10 de enero de 2013
Nueva etapa con la banda
Este año pasado ha sido un año bastante ajetreado en la Banda Municipal de San Fernando. Después de convertirnos en Banda Sinfónica parecía que todo iba a ir mejor, pero durante un tiempo no fue así y parecía que cualquier cosa podía pasar.
El problema principal que teníamos era que dependíamos del Ayuntamiento y ya se sabe, cada cuatro años todo puede pasar. Aunque fue todo una sucesión de hechos bastante liosa la que llevó a cabo esa incertidumbre sobre nuestro futuro. La petición de dos componentes, ahora ya ex, de que una labor que hacían desde el inicio de la formación hace ya un poco más de veinte años no reconocida laboralmente y su posterior indiferencia por parte del Ayuntamiento llevó a una denuncia por parte de ellos dos que causó más problemas de los que debería. Y es que decidieron que si iba a delante la denuncia la banda desaparecería, porque desde su fundación hubo muchas cosas que no eran legales y que estaban en una especie de limbo. Por lo que el Ayuntamiento iba a utilizarlo.
De hecho, las becas que una amplia mayoría de los músicos disfrutaba fueron paradas y un dinero que a todos viene bien, a unos más que a otros claro, no estaba.
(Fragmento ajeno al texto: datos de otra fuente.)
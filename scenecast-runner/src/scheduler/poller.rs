//! Job poller
//!
//! Submits jobs and evaluates them one tick at a time. Each tick checks, in
//! priority order: a blocking acknowledge control, a finished artifact, the
//! banned-content marker, and the per-attempt timeout. A finished artifact
//! always wins, even over a fatal marker shown in the same tick.

use anyhow::{Context, Result};
use scenecast_core::domain::job::FailureReason;
use scenecast_core::{UiDriver, UiProbe};
use std::path::PathBuf;
use std::sync::Arc;
use std::time::Duration;
use tracing::{debug, info, warn};

use crate::clock::Clock;
use crate::config::Timing;
use crate::error::JobError;
use crate::job::Job;
use crate::service::ArtifactStore;

/// What a single tick did to a job
#[derive(Debug, Clone, PartialEq, Eq)]
pub enum TickOutcome {
    /// Artifact saved at the given path
    Completed(PathBuf),
    /// Provider rejected the content
    Fatal,
    /// Retry budget spent
    Exhausted,
    /// Timed out and resubmitted
    Retried { attempt: u32 },
    /// Still generating
    Waiting { elapsed: Duration },
    /// Job was already terminal
    Unchanged,
}

pub struct JobPoller {
    driver: Arc<dyn UiDriver>,
    checks: Arc<dyn UiProbe>,
    store: Arc<dyn ArtifactStore>,
    clock: Arc<dyn Clock>,
    timing: Timing,
}

impl JobPoller {
    pub fn new(
        driver: Arc<dyn UiDriver>,
        checks: Arc<dyn UiProbe>,
        store: Arc<dyn ArtifactStore>,
        clock: Arc<dyn Clock>,
        timing: Timing,
    ) -> Self {
        Self {
            driver,
            checks,
            store,
            clock,
            timing,
        }
    }

    pub fn timing(&self) -> &Timing {
        &self.timing
    }

    /// First submission of a pending job
    ///
    /// A failed submission is recorded on the job and the attempt's clock
    /// starts anyway; the timeout policy reclaims it.
    pub async fn submit(&self, job: &mut Job) -> Result<(), JobError> {
        job.mark_submitted()?;

        let error = match self.driver.submit_prompt(job.session(), job.prompt()).await {
            Ok(()) => {
                info!("Job {} submitted on {}", job.id(), job.session());
                None
            }
            Err(e) => {
                warn!("Job {} submission failed: {}", job.id(), e);
                Some(e.to_string())
            }
        };

        job.mark_in_flight(self.clock.now(), error)
    }

    /// Evaluates a job once
    ///
    /// Terminal jobs are left untouched. Any error raised while evaluating is
    /// logged and the job is treated as still waiting.
    pub async fn tick(&self, job: &mut Job) -> TickOutcome {
        if job.is_terminal() {
            return TickOutcome::Unchanged;
        }

        match self.evaluate(job).await {
            Ok(outcome) => outcome,
            Err(e) => {
                warn!("Job {}: poll failed, still waiting: {:#}", job.id(), e);
                TickOutcome::Waiting {
                    elapsed: job.elapsed(self.clock.now()),
                }
            }
        }
    }

    async fn evaluate(&self, job: &mut Job) -> Result<TickOutcome> {
        let session = job.session().clone();

        if self.checks.detect_action_prompt(&session).await? {
            info!("Job {}: acknowledging action prompt", job.id());
            self.driver.acknowledge_action_prompt(&session).await?;
            self.clock.sleep(self.timing.action_pause).await;
        }

        if let Some(artifact) = self.checks.find_artifact(&session).await? {
            let elapsed = job.elapsed(self.clock.now());
            let bytes = self
                .driver
                .download_artifact(&session, &artifact)
                .await
                .with_context(|| format!("Failed to download {}", artifact))?;
            let path = self.store.save(job.id(), &bytes).await?;

            job.complete(artifact, path.clone())?;
            info!(
                "Job {} completed in {}s: {}",
                job.id(),
                elapsed.as_secs(),
                path.display()
            );
            return Ok(TickOutcome::Completed(path));
        }

        if self.checks.detect_fatal_marker(&session).await? {
            job.fail_fatal(FailureReason::Banned)?;
            warn!("Job {} failed: content rejected by provider", job.id());
            return Ok(TickOutcome::Fatal);
        }

        let elapsed = job.elapsed(self.clock.now());
        if elapsed <= self.timing.job_timeout {
            debug!("Job {} waiting ({}s)", job.id(), elapsed.as_secs());
            return Ok(TickOutcome::Waiting { elapsed });
        }

        if job.retry_count() >= self.timing.max_retries {
            job.exhaust()?;
            warn!(
                "Job {} exhausted after {} retries ({})",
                job.id(),
                job.retry_count(),
                job.failure().map(|r| r.code()).unwrap_or_default()
            );
            return Ok(TickOutcome::Exhausted);
        }

        job.begin_retry(self.timing.max_retries)?;
        let attempt = job.retry_count();
        warn!(
            "Job {} timed out after {}s, retry {}/{}",
            job.id(),
            elapsed.as_secs(),
            attempt,
            self.timing.max_retries
        );
        self.resubmit(job).await?;

        Ok(TickOutcome::Retried { attempt })
    }

    /// Sends the prompt again from the entry point; the job is `Submitted`
    async fn resubmit(&self, job: &mut Job) -> Result<(), JobError> {
        if let Err(e) = self.driver.navigate_home(job.session()).await {
            warn!("Job {}: failed to navigate home: {}", job.id(), e);
        }
        self.clock.sleep(self.timing.retry_settle).await;

        let error = match self.driver.submit_prompt(job.session(), job.prompt()).await {
            Ok(()) => None,
            Err(e) => {
                warn!("Job {} resubmission failed: {}", job.id(), e);
                Some(e.to_string())
            }
        };

        job.mark_in_flight(self.clock.now(), error)
    }
}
Y aquí es donde entra ahora mismo nuestro director que, con mucha paciencia y persistencia fue consiguiendo arreglarlo todo. Con la ayuda de unos cuantos músicos y demás.
Durante esa etapa, había mucha incertidumbre y no sabíamos si continuaríamos o no. Y de hecho así nos lo comentaba el director en algunos ensayos. Pero todo fue enderezándose y se consiguió una situación que, al menos a mí, trae esperanza e ilusión. Ya somos independientes del Ayuntamiento aunque seguimos siendo la banda municipal de la ciudad con las consiguientes ventajas que ello conlleva.
Estando en una Asociación, tenemos la independencia que necesitábamos y queríamos para poder crecer a nuestra manera. Hacer contratos en Semana Santa donde queramos al precio que nosotros ponemos, antes dependía en parte en el Ayuntamiento, y gestión del dinero por parte nuestra con lo cual todos los miembros pasarán a tener una compensación cada cierto tiempo y al fin se quitará esa diferencia que tan poco gustaba de becarios y no becarios.
Además de que ahora podemos albergar más que una banda, podemos montar nuestra capilla musical, una big bang, un coro… Lo que queramos y podamos hacer. Y sinceramente, es una gozada.
Empieza una nueva etapa, y tiene pinta de ser muy buena.